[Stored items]
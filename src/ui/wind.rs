//! Wind speed scales and compass directions

use serde::{Deserialize, Serialize};

/// Upper bounds in km/h of Beaufort forces 0..=11; anything faster is 12
const BEAUFORT_LIMITS_KMH: [f64; 12] = [
    1.0, 5.0, 11.0, 19.0, 28.0, 38.0, 49.0, 61.0, 74.0, 88.0, 102.0, 117.0,
];

const LAND_NAMES: [&str; 13] = [
    "Lugnt",
    "Svag vind",
    "Svag vind",
    "Måttlig vind",
    "Måttlig vind",
    "Frisk vind",
    "Frisk vind",
    "Hård vind",
    "Hård vind",
    "Hård vind",
    "Storm",
    "Storm",
    "Orkan",
];

const SEA_NAMES: [&str; 13] = [
    "Stiltje", "Bris", "Bris", "Bris", "Bris", "Bris", "Bris", "Kuling", "Kuling", "Kuling",
    "Storm", "Storm", "Orkan",
];

const COMPASS: [&str; 16] = [
    "N", "NNO", "NO", "ONO", "O", "OSO", "SO", "SSO", "S", "SSV", "SV", "VSV", "V", "VNV", "NV",
    "NNV",
];

/// How wind speed is presented
#[derive(Debug, Clone, Copy, PartialEq, Eq, Default, Serialize, Deserialize)]
#[serde(rename_all = "lowercase")]
pub enum WindUnit {
    /// Swedish land scale names
    #[default]
    Land,
    /// Swedish sea scale names
    Sjo,
    Beaufort,
    Ms,
    Kmh,
}

impl WindUnit {
    pub fn parse(s: &str) -> Option<Self> {
        match s.trim().to_ascii_lowercase().as_str() {
            "land" => Some(WindUnit::Land),
            "sjo" | "sjö" => Some(WindUnit::Sjo),
            "beaufort" => Some(WindUnit::Beaufort),
            "ms" | "m/s" => Some(WindUnit::Ms),
            "kmh" | "km/h" => Some(WindUnit::Kmh),
            _ => None,
        }
    }

    pub fn as_str(&self) -> &'static str {
        match self {
            WindUnit::Land => "land",
            WindUnit::Sjo => "sjo",
            WindUnit::Beaufort => "beaufort",
            WindUnit::Ms => "ms",
            WindUnit::Kmh => "kmh",
        }
    }
}

/// Beaufort force (0..=12) for a speed in km/h
pub fn beaufort_force(speed_kmh: f64) -> usize {
    BEAUFORT_LIMITS_KMH
        .iter()
        .position(|max| speed_kmh <= *max)
        .unwrap_or(BEAUFORT_LIMITS_KMH.len())
}

/// Format a speed given in m/s. Calm, absent and unreadable speeds show `0`.
pub fn format_wind(speed_ms: Option<f64>, unit: WindUnit) -> String {
    let Some(ms) = speed_ms.filter(|v| v.is_finite() && *v != 0.0) else {
        return "0".to_string();
    };
    let kmh = ms * 3.6;
    let force = beaufort_force(kmh);
    match unit {
        WindUnit::Land => LAND_NAMES[force].to_string(),
        WindUnit::Sjo => SEA_NAMES[force].to_string(),
        WindUnit::Beaufort => force.to_string(),
        WindUnit::Ms => format!("{:.1} m/s", ms),
        WindUnit::Kmh => format!("{} km/h", kmh.round() as i64),
    }
}

/// 16-point Swedish compass name for a bearing in degrees
pub fn compass_direction(degrees: Option<f64>) -> Option<&'static str> {
    let deg = degrees.filter(|v| v.is_finite())?;
    let index = ((deg / 22.5).round() as i64).rem_euclid(16) as usize;
    Some(COMPASS[index])
}

/// Speed followed by direction when known, e.g. `Svag vind SV`
pub fn describe_wind(speed_ms: Option<f64>, direction: Option<f64>, unit: WindUnit) -> String {
    let speed = format_wind(speed_ms, unit);
    match compass_direction(direction) {
        Some(dir) => format!("{} {}", speed, dir),
        None => speed,
    }
}

#[cfg(test)]
mod tests {
    use super::*;

    #[test]
    fn scale_names() {
        // 3 m/s = 10.8 km/h
        assert_eq!(format_wind(Some(3.0), WindUnit::Land), "Svag vind");
        assert_eq!(format_wind(Some(3.0), WindUnit::Sjo), "Bris");
        assert_eq!(format_wind(Some(3.0), WindUnit::Beaufort), "2");
        assert_eq!(format_wind(Some(40.0), WindUnit::Land), "Orkan");
    }

    #[test]
    fn numeric_units() {
        assert_eq!(format_wind(Some(3.0), WindUnit::Ms), "3.0 m/s");
        assert_eq!(format_wind(Some(3.0), WindUnit::Kmh), "11 km/h");
    }

    #[test]
    fn calm_or_missing_is_zero() {
        assert_eq!(format_wind(None, WindUnit::Land), "0");
        assert_eq!(format_wind(Some(0.0), WindUnit::Kmh), "0");
        assert_eq!(format_wind(Some(f64::NAN), WindUnit::Ms), "0");
    }

    #[test]
    fn compass() {
        assert_eq!(compass_direction(Some(0.0)), Some("N"));
        assert_eq!(compass_direction(Some(225.0)), Some("SV"));
        assert_eq!(compass_direction(Some(355.0)), Some("N"));
        assert_eq!(compass_direction(Some(90.0)), Some("O"));
        assert_eq!(compass_direction(None), None);
    }

    #[test]
    fn parse_units() {
        assert_eq!(WindUnit::parse("SJO"), Some(WindUnit::Sjo));
        assert_eq!(WindUnit::parse("m/s"), Some(WindUnit::Ms));
        assert_eq!(WindUnit::parse("knots"), None);
    }
}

- **Exercise**:
Quote the data in full, keeping each word unchanged.

- **Task output**:
filename src/ui/wind.rs
//! Wind speed scales and compass directions

use serde::{Deserialize, Serialize};

/// Upper bounds in km/h of Beaufort forces 0..=11; anything faster is 12
const BEAUFORT_LIMITS_KMH: [f64; 12] = [
    1.0, 5.0, 11.0, 19.0, 28.0, 38.0, 49.0, 61.0, 74.0, 88.0, 102.0, 117.0,
];

const LAND_NAMES: [&str; 13] = [
    "Lugnt",
    "Svag vind",
    "Svag vind",
    "Måttlig vind",
    "Måttlig vind",
    "Frisk vind",
    "Frisk vind",
    "Hård vind",
    "Hård vind",
    "Hård vind",
    "Storm",
    "Storm",
    "Orkan",
];

const SEA_NAMES: [&str; 13] = [
    "Stiltje", "Bris", "Bris", "Bris", "Bris", "Bris", "Bris", "Kuling", "Kuling", "Kuling",
    "Storm", "Storm", "Orkan",
];

const COMPASS: [&str; 16] = [
    "N", "NNO", "NO", "ONO", "O", "OSO", "SO", "SSO", "S", "SSV", "SV", "VSV", "V", "VNV", "NV",
    "NNV",
];

/// How wind speed is presented
#[derive(Debug, Clone, Copy, PartialEq, Eq, Default, Serialize, Deserialize)]
#[serde(rename_all = "lowercase")]
pub enum WindUnit {
    /// Swedish land scale names
    #[default]
    Land,
    /// Swedish sea scale names
    Sjo,
    Beaufort,
    Ms,
    Kmh,
}

impl WindUnit {
    pub fn parse(s: &str) -> Option<Self> {
        match s.trim().to_ascii_lowercase().as_str() {
            "land" => Some(WindUnit::Land),
            "sjo" | "sjö" => Some(WindUnit::Sjo),
            "beaufort" => Some(WindUnit::Beaufort),
            "ms" | "m/s" => Some(WindUnit::Ms),
            "kmh" | "km/h" => Some(WindUnit::Kmh),
            _ => None,
        }
    }

    pub fn as_str(&self) -> &'static str {
        match self {
            WindUnit::Land => "land",
            WindUnit::Sjo => "sjo",
            WindUnit::Beaufort => "beaufort",
            WindUnit::Ms => "ms",
            WindUnit::Kmh => "kmh",
        }
    }
}

/// Beaufort force (0..=12) for a speed in km/h
pub fn beaufort_force(speed_kmh: f64) -> usize {
    BEAUFORT_LIMITS_KMH
        .iter()
        .position(|max| speed_kmh <= *max)
        .unwrap_or(BEAUFORT_LIMITS_KMH.len())
}

/// Format a speed given in m/s. Calm, absent and unreadable speeds show `0`.
pub fn format_wind(speed_ms: Option<f64>, unit: WindUnit) -> String {
    let Some(ms) = speed_ms.filter(|v| v.is_finite() && *v != 0.0) else {
        return "0".to_string();
    };
    let kmh = ms * 3.6;
    let force = beaufort_force(kmh);
    match unit {
        WindUnit::Land => LAND_NAMES[force].to_string(),
        WindUnit::Sjo => SEA_NAMES[force].to_string(),
        WindUnit::Beaufort => force.to_string(),
        WindUnit::Ms => format!("{:.1} m/s", ms),
        WindUnit::Kmh => format!("{} km/h", kmh.round() as i64),
    }
}

/// 16-point Swedish compass name for a bearing in degrees
pub fn compass_direction(degrees: Option<f64>) -> Option<&'static str> {
    let deg = degrees.filter(|v| v.is_finite())?;
    let index = ((deg / 22.5).round() as i64).rem_euclid(16) as usize;
    Some(COMPASS[index])
}

/// Speed followed by direction when known, e.g. `Svag vind SV`
pub fn describe_wind(speed_ms: Option<f64>, direction: Option<f64>, unit: WindUnit) -> String {
    let speed = format_wind(speed_ms, unit);
    match compass_direction(direction) {
        Some(dir) => format!("{} {}", speed, dir),
        None => speed,
    }
}

#[cfg(test)]
mod tests {
    use super::*;

    #[test]
    fn scale_names() {
        // 3 m/s = 10.8 km/h
        assert_eq!(format_wind(Some(3.0), WindUnit::Land), "Svag vind");
        assert_eq!(format_wind(Some(3.0), WindUnit::Sjo), "Bris");
        assert_eq!(format_wind(Some(3.0), WindUnit::Beaufort), "2");
        assert_eq!(format_wind(Some(40.0), WindUnit::Land), "Orkan");
    }

    #[test]
    fn numeric_units() {
        assert_eq!(format_wind(Some(3.0), WindUnit::Ms), "3.0 m/s");
        assert_eq!(format_wind(Some(3.0), WindUnit::Kmh), "11 km/h");
    }

    #[test]
    fn calm_or_missing_is_zero() {
        assert_eq!(format_wind(None, WindUnit::Land), "0");
        assert_eq!(format_wind(Some(0.0), WindUnit::Kmh), "0");
        assert_eq!(format_wind(Some(f64::NAN), WindUnit::Ms), "0");
    }

    #[test]
    fn compass() {
        assert_eq!(compass_direction(Some(0.0)), Some("N"));
        assert_eq!(compass_direction(Some(225.0)), Some("SV"));
        assert_eq!(compass_direction(Some(355.0)), Some("N"));
        assert_eq!(compass_direction(Some(90.0)), Some("O"));
        assert_eq!(compass_direction(None), None);
    }

    #[test]
    fn parse_units() {
        assert_eq!(WindUnit::parse("SJO"), Some(WindUnit::Sjo));
        assert_eq!(WindUnit::parse("m/s"), Some(WindUnit::Ms));
        assert_eq!(WindUnit::parse("knots"), None);
    }
}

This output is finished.